*BRIEF*. Within the data below, find the string "SchemeRepository" and return each line where it occurs.

[ENTRIES SHOWN Boundary: Start]

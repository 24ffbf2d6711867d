//! Government scheme repository.

use sqlx::PgPool;

use grow_smart_core::SchemeId;

use super::RepositoryError;
use crate::models::Scheme;

/// Fields for creating or replacing a scheme entry.
#[derive(Debug, Clone)]
pub struct SchemeInput {
    pub name: String,
    pub category: String,
    pub description: String,
    pub eligibility: Option<String>,
    pub benefits: Option<String>,
    pub application_url: Option<String>,
}

/// Repository for government scheme entries.
pub struct SchemeRepository<'a> {
    pool: &'a PgPool,
}

impl<'a> SchemeRepository<'a> {
    /// Create a new scheme repository.
    #[must_use]
    pub const fn new(pool: &'a PgPool) -> Self {
        Self { pool }
    }

    /// List schemes, optionally filtered by category, name order.
    ///
    /// # Errors
    ///
    /// Returns `RepositoryError::Database` if the query fails.
    pub async fn list(&self, category: Option<&str>) -> Result<Vec<Scheme>, RepositoryError> {
        let schemes = sqlx::query_as::<_, Scheme>(
            r"
            SELECT id, name, category, description, eligibility, benefits, application_url,
                   created_at, updated_at
            FROM grow.schemes
            WHERE ($1::text IS NULL OR category = $1)
            ORDER BY name ASC
            ",
        )
        .bind(category)
        .fetch_all(self.pool)
        .await?;

        Ok(schemes)
    }

    /// Get a scheme by ID.
    ///
    /// # Errors
    ///
    /// Returns `RepositoryError::Database` if the query fails.
    pub async fn get(&self, id: SchemeId) -> Result<Option<Scheme>, RepositoryError> {
        let scheme = sqlx::query_as::<_, Scheme>(
            r"
            SELECT id, name, category, description, eligibility, benefits, application_url,
                   created_at, updated_at
            FROM grow.schemes
            WHERE id = $1
            ",
        )
        .bind(id)
        .fetch_optional(self.pool)
        .await?;

        Ok(scheme)
    }

    /// Create a scheme entry.
    ///
    /// # Errors
    ///
    /// Returns `RepositoryError::Database` if the insert fails.
    pub async fn create(&self, input: SchemeInput) -> Result<Scheme, RepositoryError> {
        let scheme = sqlx::query_as::<_, Scheme>(
            r"
            INSERT INTO grow.schemes (name, category, description, eligibility, benefits, application_url)
            VALUES ($1, $2, $3, $4, $5, $6)
            RETURNING id, name, category, description, eligibility, benefits, application_url,
                      created_at, updated_at
            ",
        )
        .bind(input.name)
        .bind(input.category)
        .bind(input.description)
        .bind(input.eligibility)
        .bind(input.benefits)
        .bind(input.application_url)
        .fetch_one(self.pool)
        .await?;

        Ok(scheme)
    }

    /// Replace a scheme entry.
    ///
    /// # Errors
    ///
    /// Returns `RepositoryError::NotFound` if the scheme doesn't exist.
    pub async fn update(&self, id: SchemeId, input: SchemeInput) -> Result<Scheme, RepositoryError> {
        let scheme = sqlx::query_as::<_, Scheme>(
            r"
            UPDATE grow.schemes SET
                name = $2, category = $3, description = $4,
                eligibility = $5, benefits = $6, application_url = $7,
                updated_at = now()
            WHERE id = $1
            RETURNING id, name, category, description, eligibility, benefits, application_url,
                      created_at, updated_at
            ",
        )
        .bind(id)
        .bind(input.name)
        .bind(input.category)
        .bind(input.description)
        .bind(input.eligibility)
        .bind(input.benefits)
        .bind(input.application_url)
        .fetch_optional(self.pool)
        .await?
        .ok_or(RepositoryError::NotFound)?;

        Ok(scheme)
    }

    /// Delete a scheme entry.
    ///
    /// # Returns
    ///
    /// Returns `true` if the scheme was deleted, `false` if it didn't exist.
    ///
    /// # Errors
    ///
    /// Returns `RepositoryError::Database` if the query fails.
    pub async fn delete(&self, id: SchemeId) -> Result<bool, RepositoryError> {
        let result = sqlx::query("DELETE FROM grow.schemes WHERE id = $1")
            .bind(id)
            .execute(self.pool)
            .await?;

        Ok(result.rows_affected() > 0)
    }
}
//! Session-stored data.

use serde::{Deserialize, Serialize};

use grow_smart_core::{Email, UserId, UserRole};

/// Keys under which values are stored in the session.
pub mod session_keys {
    /// The logged-in user, set after a successful OTP verification.
    pub const CURRENT_USER: &str = "current_user";
}

/// The logged-in user, as stored in the session.
///
/// Kept small on purpose: anything that can change between requests
/// (profile fields, verification status of a different email) is read
/// from the database by the handler that needs it.
#[derive(Debug, Clone, Serialize, Deserialize)]
pub struct CurrentUser {
    /// User ID.
    pub id: UserId,
    /// Email address at login time.
    pub email: Email,
    /// Role at login time.
    pub role: UserRole,
}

[ENTRIES SHOWN Boundary: End]

*ANSWER SPACE*.
pub struct SchemeRepository<'a> {
impl<'a> SchemeRepository<'a> {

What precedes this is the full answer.